use secrecy::SecretString;

/// Login credentials for the bank portal.
///
/// Passed through opaquely; the core performs no validation. A missing
/// field is typed into the login form as an empty string. The password
/// stays wrapped until the moment it is typed.
#[derive(Debug, Default)]
pub struct Credentials {
    pub user_code: Option<String>,
    pub password: Option<SecretString>,
}

impl Credentials {
    pub fn new(user_code: impl Into<String>, password: impl Into<String>) -> Self {
        Self {
            user_code: Some(user_code.into()),
            password: Some(SecretString::from(password.into())),
        }
    }
}

#[cfg(test)]
mod tests {
    use super::*;

    #[test]
    fn debug_output_redacts_the_password() {
        let credentials = Credentials::new("user", "hunter2");
        let rendered = format!("{credentials:?}");
        assert!(!rendered.contains("hunter2"));
    }
}
use serde::{Deserialize, Serialize};

use crate::error::{ErrorType, ScrapeError};

use super::TransactionsAccount;

/// Top-level output of one scrape invocation.
///
/// Exactly one of the two shapes is ever populated: the success fields
/// (`current_balance`, `accounts`) or the error fields (`error_message`,
/// `error_type`). The constructors are the only way the crate builds one.
#[derive(Debug, Clone, Serialize, Deserialize)]
#[serde(rename_all = "camelCase")]
pub struct ScrapingResult {
    pub success: bool,
    #[serde(default, skip_serializing_if = "Option::is_none")]
    pub current_balance: Option<String>,
    #[serde(default, skip_serializing_if = "Option::is_none")]
    pub accounts: Option<Vec<TransactionsAccount>>,
    #[serde(default, skip_serializing_if = "Option::is_none")]
    pub error_message: Option<String>,
    #[serde(default, skip_serializing_if = "Option::is_none")]
    pub error_type: Option<ErrorType>,
}

impl ScrapingResult {
    pub fn completed(
        current_balance: impl Into<String>,
        accounts: Vec<TransactionsAccount>,
    ) -> Self {
        Self {
            success: true,
            current_balance: Some(current_balance.into()),
            accounts: Some(accounts),
            error_message: None,
            error_type: None,
        }
    }

    pub fn failed(error: &ScrapeError) -> Self {
        Self {
            success: false,
            current_balance: None,
            accounts: None,
            error_message: Some(error.message.clone()),
            error_type: Some(error.kind),
        }
    }
}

**Task item**:
Everything from the first line of the records above to the line containing "string. The password", inclusive, should be repeated exactly; leave out the rest.

**Result of the exercise**:
use secrecy::SecretString;

/// Login credentials for the bank portal.
///
/// Passed through opaquely; the core performs no validation. A missing
/// field is typed into the login form as an empty string. The password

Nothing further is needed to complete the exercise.